▸ **THE PROBLEM**:
Report how many lines in the records below hold the word "Copy". Add nothing to the number.
=== DATA EXTRACT ===
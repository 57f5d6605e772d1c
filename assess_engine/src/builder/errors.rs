/// Caller misuse of the result builder lifecycle or executor construction
///
/// These are never recoverable locally.
#[derive(Debug, Clone, PartialEq, Eq, thiserror::Error)]
pub enum ProtocolError {
    #[error("Result builder: {operation}() called before start()")]
    NotStarted { operation: &'static str },

    #[error("Result builder: build() called before end()")]
    NotEnded,

    #[error("Result builder: end() called more than once")]
    AlreadyEnded,

    #[error("Result builder: build() called more than once")]
    AlreadyBuilt,

    #[error("Assessment executor requires at least one assessment")]
    EmptyAssessmentList,
}
//! Logging handlers: side-effect-only observers of builder and executor events

use crate::assessment::{Assessment, AssessmentError};
use crate::builder::AssessmentSummary;
use crate::logging::{codes, LogEvent, LoggingService};
use crate::results::AssessmentResults;
use crate::types::{Document, SourceInfo, TestResult, TestState};
use std::sync::Arc;

/// Observer of builder lifecycle, per-result and execution events
///
/// Every callback defaults to a no-op.
#[allow(unused_variables)]
pub trait LoggingHandler: Send + Sync {
    fn validation_started(&self) {}

    fn validation_ended(&self) {}

    fn producing_results(&self) {}

    fn completed_results(&self, results: &AssessmentResults) {}

    fn add_test_result(
        &self,
        assessment: &dyn Assessment,
        document: &dyn Document,
        derived_requirement_id: &str,
        result: &TestResult,
    ) {
    }

    fn assign_test_status(
        &self,
        assessment: &dyn Assessment,
        document: &dyn Document,
        derived_requirement_id: &str,
        state: TestState,
    ) {
    }

    /// `document` reuses a registered system id with different sources
    fn duplicate_target(&self, document: &dyn Document, registered: &[SourceInfo]) {}

    fn execution_started(&self, document: &dyn Document) {}

    fn execution_completed(&self, document: &dyn Document) {}

    fn assessment_started(&self, assessment: &dyn Assessment, document: &dyn Document) {}

    fn assessment_completed(
        &self,
        assessment: &dyn Assessment,
        document: &dyn Document,
        summary: Option<&AssessmentSummary>,
    ) {
    }

    fn assessment_error(
        &self,
        assessment: &dyn Assessment,
        document: &dyn Document,
        error: &AssessmentError,
    ) {
    }
}

/// Does nothing
#[derive(Debug, Default, Clone, Copy)]
pub struct NoopLoggingHandler;

impl LoggingHandler for NoopLoggingHandler {}

/// Writes events to a logging service (the global one unless given)
#[derive(Default)]
pub struct EventLoggingHandler {
    service: Option<Arc<LoggingService>>,
}

impl EventLoggingHandler {
    /// Log through the global service, if installed
    pub fn global() -> Self {
        Self { service: None }
    }

    pub fn with_service(service: Arc<LoggingService>) -> Self {
        Self {
            service: Some(service),
        }
    }

    fn log(&self, event: LogEvent) {
        match &self.service {
            Some(service) => service.log_event(event),
            None => {
                if let Some(service) = crate::logging::try_get_global_logger() {
                    service.log_event(event);
                }
            }
        }
    }
}

impl LoggingHandler for EventLoggingHandler {
    fn validation_started(&self) {
        self.log(LogEvent::debug("Validation started"));
    }

    fn validation_ended(&self) {
        self.log(LogEvent::debug("Validation ended"));
    }

    fn producing_results(&self) {
        self.log(LogEvent::info("Producing assessment results"));
    }

    fn completed_results(&self, results: &AssessmentResults) {
        self.log(
            LogEvent::success(codes::success::RESULTS_PRODUCED, "Assessment results produced")
                .with_context("run_id", &results.run_id)
                .with_context("status", results.overall_status().as_str())
                .with_context("duration_ms", &results.duration_ms().to_string()),
        );
    }

    fn add_test_result(
        &self,
        assessment: &dyn Assessment,
        document: &dyn Document,
        derived_requirement_id: &str,
        result: &TestResult,
    ) {
        self.log(
            LogEvent::debug("Test result recorded")
                .with_context("assessment", &assessment.name(true))
                .with_context("document", document.system_id())
                .with_context("requirement", derived_requirement_id)
                .with_context("status", result.status().as_str()),
        );
    }

    fn assign_test_status(
        &self,
        assessment: &dyn Assessment,
        document: &dyn Document,
        derived_requirement_id: &str,
        state: TestState,
    ) {
        self.log(
            LogEvent::debug("Test state assigned")
                .with_context("assessment", &assessment.name(true))
                .with_context("document", document.system_id())
                .with_context("requirement", derived_requirement_id)
                .with_context("state", state.as_str()),
        );
    }

    fn duplicate_target(&self, document: &dyn Document, registered: &[SourceInfo]) {
        self.log(
            LogEvent::warning_with_code(
                codes::builder::DUPLICATE_TARGET,
                "Assessment target already registered with different sources",
            )
            .with_context("system_id", document.system_id())
            .with_context("registered", &describe_sources(registered))
            .with_context("sources", &describe_sources(&document.source_infos())),
        );
    }

    fn execution_started(&self, document: &dyn Document) {
        self.log(LogEvent::info("Execution started").with_context("document", document.system_id()));
    }

    fn execution_completed(&self, document: &dyn Document) {
        self.log(
            LogEvent::success(codes::success::EXECUTION_COMPLETED, "Execution completed")
                .with_context("document", document.system_id()),
        );
    }

    fn assessment_started(&self, assessment: &dyn Assessment, document: &dyn Document) {
        self.log(
            LogEvent::debug("Assessment started")
                .with_context("assessment", &assessment.name(true))
                .with_context("document", document.system_id()),
        );
    }

    fn assessment_completed(
        &self,
        assessment: &dyn Assessment,
        document: &dyn Document,
        summary: Option<&AssessmentSummary>,
    ) {
        let mut event =
            LogEvent::success(codes::success::ASSESSMENT_COMPLETED, "Assessment completed")
                .with_context("assessment", &assessment.name(true))
                .with_context("document", document.system_id());
        if let Some(summary) = summary {
            event = event
                .with_context("results", &summary.total_results().to_string())
                .with_context("failures", &summary.count(crate::types::TestStatus::Fail).to_string());
        }
        self.log(event);
    }

    fn assessment_error(
        &self,
        assessment: &dyn Assessment,
        document: &dyn Document,
        error: &AssessmentError,
    ) {
        let code = match error {
            AssessmentError::Panicked { .. } => codes::execution::ASSESSMENT_PANICKED,
            AssessmentError::ConditionFailed { .. } => codes::execution::CONDITION_FAILED,
            AssessmentError::ResultDirectory { .. } => codes::execution::RESULT_DIRECTORY_FAILED,
            _ => codes::execution::ASSESSMENT_FAILED,
        };
        self.log(
            LogEvent::error(code, &error.to_string())
                .with_context("assessment", &assessment.name(true))
                .with_context("document", document.system_id()),
        );
    }
}

/// Forwards every event to each handler in order
#[derive(Default)]
pub struct LoggingHandlerChain {
    handlers: Vec<Arc<dyn LoggingHandler>>,
}

impl LoggingHandlerChain {
    pub fn new(handlers: Vec<Arc<dyn LoggingHandler>>) -> Self {
        Self { handlers }
    }

    pub fn with_handler(mut self, handler: Arc<dyn LoggingHandler>) -> Self {
        self.handlers.push(handler);
        self
    }

    pub fn len(&self) -> usize {
        self.handlers.len()
    }

    pub fn is_empty(&self) -> bool {
        self.handlers.is_empty()
    }
}

impl LoggingHandler for LoggingHandlerChain {
    fn validation_started(&self) {
        self.handlers.iter().for_each(|h| h.validation_started());
    }

    fn validation_ended(&self) {
        self.handlers.iter().for_each(|h| h.validation_ended());
    }

    fn producing_results(&self) {
        self.handlers.iter().for_each(|h| h.producing_results());
    }

    fn completed_results(&self, results: &AssessmentResults) {
        self.handlers.iter().for_each(|h| h.completed_results(results));
    }

    fn add_test_result(
        &self,
        assessment: &dyn Assessment,
        document: &dyn Document,
        derived_requirement_id: &str,
        result: &TestResult,
    ) {
        for handler in &self.handlers {
            handler.add_test_result(assessment, document, derived_requirement_id, result);
        }
    }

    fn assign_test_status(
        &self,
        assessment: &dyn Assessment,
        document: &dyn Document,
        derived_requirement_id: &str,
        state: TestState,
    ) {
        for handler in &self.handlers {
            handler.assign_test_status(assessment, document, derived_requirement_id, state);
        }
    }

    fn duplicate_target(&self, document: &dyn Document, registered: &[SourceInfo]) {
        for handler in &self.handlers {
            handler.duplicate_target(document, registered);
        }
    }

    fn execution_started(&self, document: &dyn Document) {
        self.handlers.iter().for_each(|h| h.execution_started(document));
    }

    fn execution_completed(&self, document: &dyn Document) {
        self.handlers.iter().for_each(|h| h.execution_completed(document));
    }

    fn assessment_started(&self, assessment: &dyn Assessment, document: &dyn Document) {
        for handler in &self.handlers {
            handler.assessment_started(assessment, document);
        }
    }

    fn assessment_completed(
        &self,
        assessment: &dyn Assessment,
        document: &dyn Document,
        summary: Option<&AssessmentSummary>,
    ) {
        for handler in &self.handlers {
            handler.assessment_completed(assessment, document, summary);
        }
    }

    fn assessment_error(
        &self,
        assessment: &dyn Assessment,
        document: &dyn Document,
        error: &AssessmentError,
    ) {
        for handler in &self.handlers {
            handler.assessment_error(assessment, document, error);
        }
    }
}

fn describe_sources(sources: &[SourceInfo]) -> String {
    sources
        .iter()
        .map(|s| s.system_id.as_str())
        .collect::<Vec<_>>()
        .join(", ")
}
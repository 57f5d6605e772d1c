//! Event codes and their metadata
//!
//! Single source of truth for the codes attached to engine log events.

use std::collections::HashMap;
use std::sync::OnceLock;

// ============================================================================
// CODE WRAPPER TYPE
// ============================================================================

/// Universal code wrapper for error, warning and success codes
#[derive(Debug, Clone, Copy, PartialEq, Eq, Hash)]
pub struct Code(&'static str);

impl Code {
    pub const fn new(code: &'static str) -> Self {
        Self(code)
    }

    pub fn as_str(&self) -> &'static str {
        self.0
    }
}

impl std::fmt::Display for Code {
    fn fmt(&self, f: &mut std::fmt::Formatter<'_>) -> std::fmt::Result {
        write!(f, "{}", self.0)
    }
}

/// Metadata for a registered code
#[derive(Debug, Clone)]
pub struct CodeMetadata {
    pub code: &'static str,
    pub category: &'static str,
    pub description: &'static str,
    pub recommended_action: &'static str,
}

// ============================================================================
// CODE CONSTANTS
// ============================================================================

/// System error codes
pub mod system {
    use super::Code;

    pub const INTERNAL_ERROR: Code = Code::new("ERR001");
    pub const INITIALIZATION_FAILURE: Code = Code::new("ERR002");
}

/// Assessment execution codes
pub mod execution {
    use super::Code;

    pub const ASSESSMENT_FAILED: Code = Code::new("E100");
    pub const ASSESSMENT_PANICKED: Code = Code::new("E101");
    pub const CONDITION_FAILED: Code = Code::new("E102");
    pub const RESULT_DIRECTORY_FAILED: Code = Code::new("E103");
    pub const EXECUTION_INTERRUPTED: Code = Code::new("E104");
    pub const TASK_FAILURE_SUPPRESSED: Code = Code::new("E105");
}

/// Result builder codes
pub mod builder {
    use super::Code;

    pub const PROTOCOL_VIOLATION: Code = Code::new("E200");
    pub const MUTATION_AFTER_END: Code = Code::new("E201");
    pub const DUPLICATE_TARGET: Code = Code::new("E202");
    pub const UNKNOWN_REQUIREMENT: Code = Code::new("E203");
}

/// Requirement catalogue codes
pub mod requirements {
    use super::Code;

    pub const CATALOGUE_INVALID: Code = Code::new("E300");
    pub const CATALOGUE_IO: Code = Code::new("E301");
}

/// Configuration codes
pub mod config {
    use super::Code;

    pub const CONFIG_INVALID: Code = Code::new("E400");
}

/// Success codes
pub mod success {
    use super::Code;

    pub const OPERATION_COMPLETED_SUCCESSFULLY: Code = Code::new("I001");
    pub const SYSTEM_INITIALIZATION_COMPLETED: Code = Code::new("I004");
    pub const EXECUTION_COMPLETED: Code = Code::new("I100");
    pub const ASSESSMENT_COMPLETED: Code = Code::new("I101");
    pub const RESULTS_PRODUCED: Code = Code::new("I200");
    pub const CATALOGUE_LOADED: Code = Code::new("I300");
}

// ============================================================================
// METADATA REGISTRY
// ============================================================================

static CODE_REGISTRY: OnceLock<HashMap<&'static str, CodeMetadata>> = OnceLock::new();

fn registry() -> &'static HashMap<&'static str, CodeMetadata> {
    CODE_REGISTRY.get_or_init(|| {
        let entries = [
            ("ERR001", "System", "Internal engine error", "File a bug report"),
            ("ERR002", "System", "Engine initialization failed", "Check configuration"),
            ("E100", "Execution", "Assessment reported a failure", "Inspect the assessment error chain"),
            ("E101", "Execution", "Assessment panicked", "Fix the check implementation"),
            ("E102", "Execution", "Condition evaluation failed", "Verify the condition against the document"),
            ("E103", "Execution", "Result directory could not be created", "Check filesystem permissions"),
            ("E104", "Execution", "Concurrent execution was interrupted", "Verify the worker pool is running"),
            ("E105", "Execution", "Non-assessment task failure was not propagated", "Enable strict task failures"),
            ("E200", "Builder", "Result builder lifecycle violated", "Call start, end and build in order"),
            ("E201", "Builder", "Result builder mutated after end", "Finish all assessments before end"),
            ("E202", "Builder", "Assessment target registered twice", "Use unique document identifiers"),
            ("E203", "Builder", "Result reported for an unknown requirement", "Align assessments with the catalogue"),
            ("E300", "Requirements", "Requirement catalogue is invalid", "Fix the catalogue definition"),
            ("E301", "Requirements", "Requirement catalogue could not be read", "Check the catalogue path"),
            ("E400", "Config", "Engine configuration is invalid", "Fix the configuration value"),
            ("I001", "Success", "Operation completed", "None"),
            ("I004", "Success", "Logging initialized", "None"),
            ("I100", "Success", "Execution completed", "None"),
            ("I101", "Success", "Assessment completed", "None"),
            ("I200", "Success", "Assessment results produced", "None"),
            ("I300", "Success", "Requirement catalogue loaded", "None"),
        ];

        entries
            .into_iter()
            .map(|(code, category, description, recommended_action)| {
                (
                    code,
                    CodeMetadata {
                        code,
                        category,
                        description,
                        recommended_action,
                    },
                )
            })
            .collect()
    })
}

/// Look up metadata for a code
pub fn get_metadata(code: &str) -> Option<&'static CodeMetadata> {
    registry().get(code)
}

pub fn get_category(code: &str) -> &'static str {
    get_metadata(code).map(|m| m.category).unwrap_or("General")
}

pub fn get_description(code: &str) -> &'static str {
    get_metadata(code)
        .map(|m| m.description)
        .unwrap_or("Unknown code")
}

pub fn get_action(code: &str) -> &'static str {
    get_metadata(code)
        .map(|m| m.recommended_action)
        .unwrap_or("No specific action available")
}
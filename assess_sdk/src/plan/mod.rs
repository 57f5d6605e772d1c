//! Assessment plans: which checks run, under which conditions, in which scope

pub mod errors;
pub mod model;

pub use errors::PlanError;
pub use model::{AssessmentPlan, ConditionSpec, PlannedAssessment};
use super::helper;
use super::pool::{CancellationToken, Job, TaskExecutor};
use super::AssessmentExecutor;
use crate::assessment::errors::panic_message;
use crate::assessment::{AssessmentError, ConfiguredAssessment, ExecutableAssessment};
use crate::builder::{AssessmentResultBuilder, ProtocolError};
use crate::logging::codes;
use crate::notify::AssessmentNotifier;
use crate::types::Document;
use crossbeam_channel::{unbounded, Sender};
use std::collections::BTreeMap;
use std::panic::{catch_unwind, AssertUnwindSafe};
use std::sync::Arc;

/// How a single dispatched task ended
#[derive(Debug)]
enum TaskOutcome {
    Completed,
    Failed(AssessmentError),
    Panicked(String),
    Cancelled,
}

/// Dispatches one task per executable assessment onto a shared [`TaskExecutor`]
/// and drains them in completion order
///
/// A failed assessment cancels every task that has not started yet and is
/// returned. A panicking assessment also cancels the rest, but the run then
/// returns `Ok(())` unless strict task failures are enabled; observers still
/// see the `assessment_error` notification either way.
pub struct ConcurrentAssessmentExecutor {
    assessments: Vec<ConfiguredAssessment>,
    notifier: Arc<dyn AssessmentNotifier>,
    task_executor: Arc<dyn TaskExecutor>,
    strict_task_failures: bool,
}

impl ConcurrentAssessmentExecutor {
    pub fn new(
        assessments: Vec<ConfiguredAssessment>,
        notifier: Arc<dyn AssessmentNotifier>,
        task_executor: Arc<dyn TaskExecutor>,
    ) -> Result<Self, ProtocolError> {
        if assessments.is_empty() {
            return Err(ProtocolError::EmptyAssessmentList);
        }
        Ok(Self {
            assessments,
            notifier,
            task_executor,
            strict_task_failures: false,
        })
    }

    /// Report panicking tasks as `AssessmentError::TaskFailed` instead of
    /// returning normally
    pub fn with_strict_task_failures(mut self, strict: bool) -> Self {
        self.strict_task_failures = strict;
        self
    }

    pub fn strict_task_failures(&self) -> bool {
        self.strict_task_failures
    }

    fn task(
        &self,
        index: usize,
        executable: ExecutableAssessment,
        document: Arc<dyn Document>,
        builder: Arc<dyn AssessmentResultBuilder>,
        token: CancellationToken,
        completions: Sender<(usize, TaskOutcome)>,
    ) -> Job {
        let notifier = self.notifier.clone();
        Box::new(move || {
            let outcome = if token.is_cancelled() {
                TaskOutcome::Cancelled
            } else {
                let run = catch_unwind(AssertUnwindSafe(|| {
                    helper::execute_assessment(
                        &executable,
                        document.as_ref(),
                        builder.as_ref(),
                        notifier.as_ref(),
                    )
                }));
                match run {
                    Ok(Ok(())) => TaskOutcome::Completed,
                    Ok(Err(error)) => TaskOutcome::Failed(error),
                    Err(payload) => TaskOutcome::Panicked(panic_message(payload.as_ref())),
                }
            };
            // Cancel before reporting so queued tasks on this worker see it
            if matches!(outcome, TaskOutcome::Failed(_) | TaskOutcome::Panicked(_)) {
                token.cancel();
            }
            // The drain loop may already have returned
            let _ = completions.send((index, outcome));
        })
    }

    fn interrupted(token: &CancellationToken, reason: String) -> AssessmentError {
        token.cancel();
        log_error!(codes::execution::EXECUTION_INTERRUPTED, "Concurrent execution interrupted",
            "reason" => &reason
        );
        AssessmentError::Interrupted { reason }
    }
}

impl AssessmentExecutor for ConcurrentAssessmentExecutor {
    fn assessments(&self) -> &[ConfiguredAssessment] {
        &self.assessments
    }

    fn execute(
        &self,
        document: Arc<dyn Document>,
        builder: Arc<dyn AssessmentResultBuilder>,
    ) -> Result<(), AssessmentError> {
        builder.start();
        builder.add_assessment_target(document.as_ref());
        self.notifier.execution_started(document.as_ref());

        let executables =
            helper::get_executable_assessments(document.as_ref(), &self.assessments)?;

        let token = CancellationToken::new();
        let (sender, receiver) = unbounded();
        let mut outstanding: BTreeMap<usize, String> = BTreeMap::new();

        for (index, executable) in executables.into_iter().enumerate() {
            let name = executable.name();
            let job = self.task(
                index,
                executable,
                document.clone(),
                builder.clone(),
                token.clone(),
                sender.clone(),
            );
            if self.task_executor.submit(job).is_err() {
                return Err(Self::interrupted(
                    &token,
                    format!("task executor rejected {}", name),
                ));
            }
            outstanding.insert(index, name);
        }
        drop(sender);

        log_debug!("Dispatched assessment tasks",
            "document" => document.system_id(),
            "tasks" => outstanding.len()
        );

        while !outstanding.is_empty() {
            let (index, outcome) = match receiver.recv() {
                Ok(completion) => completion,
                Err(_) => {
                    return Err(Self::interrupted(
                        &token,
                        format!("{} task(s) dropped without completing", outstanding.len()),
                    ));
                }
            };
            let name = outstanding.remove(&index).unwrap_or_default();

            match outcome {
                TaskOutcome::Completed | TaskOutcome::Cancelled => {}
                TaskOutcome::Failed(error) => {
                    token.cancel();
                    return Err(error);
                }
                TaskOutcome::Panicked(message) => {
                    token.cancel();
                    if self.strict_task_failures {
                        return Err(AssessmentError::TaskFailed {
                            assessment: name,
                            message,
                        });
                    }
                    log_warning!(code = codes::execution::TASK_FAILURE_SUPPRESSED,
                        "Assessment task panicked; remaining tasks cancelled",
                        "assessment" => &name,
                        "panic" => &message,
                        "cancelled" => outstanding.len()
                    );
                    return Ok(());
                }
            }
        }

        self.notifier.execution_completed(document.as_ref());
        Ok(())
    }
}
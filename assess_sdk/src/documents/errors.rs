use std::path::PathBuf;

#[derive(Debug, thiserror::Error)]
pub enum DocumentError {
    #[error("Cannot read document {}: {source}", .path.display())]
    Io {
        path: PathBuf,
        #[source]
        source: std::io::Error,
    },

    #[error("Document {system_id} is not valid JSON: {source}")]
    Parse {
        system_id: String,
        #[source]
        source: serde_json::Error,
    },
}
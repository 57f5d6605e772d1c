//! # Engine Errors

use crate::assessment::AssessmentError;
use crate::builder::ProtocolError;
use crate::requirements::CatalogueError;
use std::path::PathBuf;

/// Engine configuration could not be loaded
#[derive(Debug, thiserror::Error)]
pub enum ConfigError {
    #[error("Cannot read configuration {}: {source}", .path.display())]
    Io {
        path: PathBuf,
        #[source]
        source: std::io::Error,
    },

    #[error("Invalid configuration TOML: {0}")]
    Toml(#[from] toml::de::Error),

    #[error("Invalid configuration: {reason}")]
    Invalid { reason: String },
}

/// Everything that can stop a document assessment
#[derive(Debug, thiserror::Error)]
pub enum EngineError {
    #[error("Assessment error: {0}")]
    Assessment(#[from] AssessmentError),

    #[error("Protocol error: {0}")]
    Protocol(#[from] ProtocolError),

    #[error("Requirement catalogue error: {0}")]
    Catalogue(#[from] CatalogueError),

    #[error("Configuration error: {0}")]
    Config(#[from] ConfigError),

    #[error("I/O error: {0}")]
    Io(#[from] std::io::Error),
}

impl EngineError {
    /// Failures that concern one document; a batch may continue with the next
    pub fn is_recoverable(&self) -> bool {
        matches!(self, EngineError::Assessment(_))
    }

    /// Caller misuse rather than a problem with the input
    pub fn is_protocol_error(&self) -> bool {
        matches!(self, EngineError::Protocol(_))
    }

    pub fn user_message(&self) -> String {
        match self {
            EngineError::Assessment(e) => format!("Assessment failed: {}", e),
            EngineError::Protocol(e) => format!("Engine misuse: {}", e),
            EngineError::Catalogue(e) => format!("Cannot load requirements: {}", e),
            EngineError::Config(e) => format!("Configuration error: {}", e),
            EngineError::Io(e) => format!("I/O error: {}", e),
        }
    }
}
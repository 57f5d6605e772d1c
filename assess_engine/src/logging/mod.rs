//! Global logging for the assessment engine
//!
//! A process-wide `LoggingService` is installed once; until then every macro is
//! a no-op. Events logged while an assessment runs carry the document and
//! assessment of the current thread as context.

pub mod codes;
pub mod events;
#[macro_use]
pub mod macros;
pub mod service;

use std::cell::RefCell;
use std::sync::{Arc, OnceLock};

pub use codes::Code;
pub use events::{LogEvent, LogLevel};
pub use service::{
    ConsoleLogger, FacadeLogger, Logger, LoggingService, MemoryLogger, MultiLogger,
    StructuredLogger,
};

// ============================================================================
// GLOBAL STATE
// ============================================================================

static GLOBAL_LOGGER: OnceLock<Arc<LoggingService>> = OnceLock::new();

thread_local! {
    static ASSESSMENT_CONTEXT: RefCell<Option<AssessmentContext>> = RefCell::new(None);
}

/// Document and assessment currently executing on this thread
#[derive(Debug, Clone, PartialEq, Eq)]
pub struct AssessmentContext {
    pub document: String,
    pub assessment: String,
}

// ============================================================================
// INITIALIZATION
// ============================================================================

/// Install the global logging service
pub fn init_global_logging(service: Arc<LoggingService>) -> Result<(), String> {
    GLOBAL_LOGGER
        .set(service.clone())
        .map_err(|_| "Global logger already initialized".to_string())?;

    service.log_event(LogEvent::success(
        codes::success::SYSTEM_INITIALIZATION_COMPLETED,
        "Global logging system initialized",
    ));

    Ok(())
}

/// Install a console/JSON service built from a level and format flag
pub fn init_global_logging_with_settings(min_level: LogLevel, structured: bool) -> Result<(), String> {
    init_global_logging(Arc::new(LoggingService::with_settings(min_level, structured)))
}

pub fn is_initialized() -> bool {
    GLOBAL_LOGGER.get().is_some()
}

/// Safe access to global logger
pub fn try_get_global_logger() -> Option<&'static LoggingService> {
    GLOBAL_LOGGER.get().map(|service| service.as_ref())
}

// ============================================================================
// ASSESSMENT CONTEXT
// ============================================================================

/// Restores the previous context when dropped, including during unwinding
struct ContextGuard {
    previous: Option<AssessmentContext>,
}

impl Drop for ContextGuard {
    fn drop(&mut self) {
        let previous = self.previous.take();
        ASSESSMENT_CONTEXT.with(|ctx| {
            *ctx.borrow_mut() = previous;
        });
    }
}

/// Run `f` with the given document/assessment attached to every event it logs
pub fn with_assessment_context<F, R>(document: &str, assessment: &str, f: F) -> R
where
    F: FnOnce() -> R,
{
    let context = AssessmentContext {
        document: document.to_string(),
        assessment: assessment.to_string(),
    };
    let previous = ASSESSMENT_CONTEXT.with(|ctx| ctx.borrow_mut().replace(context));
    let _guard = ContextGuard { previous };
    f()
}

pub fn get_current_assessment_context() -> Option<AssessmentContext> {
    ASSESSMENT_CONTEXT.with(|ctx| ctx.borrow().clone())
}

fn emit(mut event: LogEvent, context: Vec<(&str, &str)>) {
    let Some(logger) = try_get_global_logger() else {
        return;
    };

    for (key, value) in context {
        event = event.with_context(key, value);
    }

    if let Some(current) = get_current_assessment_context() {
        event = event
            .with_context("document", &current.document)
            .with_context("assessment", &current.assessment);
    }

    logger.log_event(event);
}

// ============================================================================
// MACRO SUPPORT FUNCTIONS
// ============================================================================

pub fn log_error_with_context(code: Code, message: &str, context: Vec<(&str, &str)>) {
    emit(LogEvent::error(code, message), context);
}

pub fn log_success_with_context(code: Code, message: &str, context: Vec<(&str, &str)>) {
    emit(LogEvent::success(code, message), context);
}

pub fn log_warning_with_context(code: Option<Code>, message: &str, context: Vec<(&str, &str)>) {
    let event = match code {
        Some(code) => LogEvent::warning_with_code(code, message),
        None => LogEvent::warning(message),
    };
    emit(event, context);
}

pub fn log_info_with_context(message: &str, context: Vec<(&str, &str)>) {
    emit(LogEvent::info(message), context);
}

pub fn log_debug_with_context(message: &str, context: Vec<(&str, &str)>) {
    emit(LogEvent::debug(message), context);
}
===
▸ **EXERCISE RESULT**:
2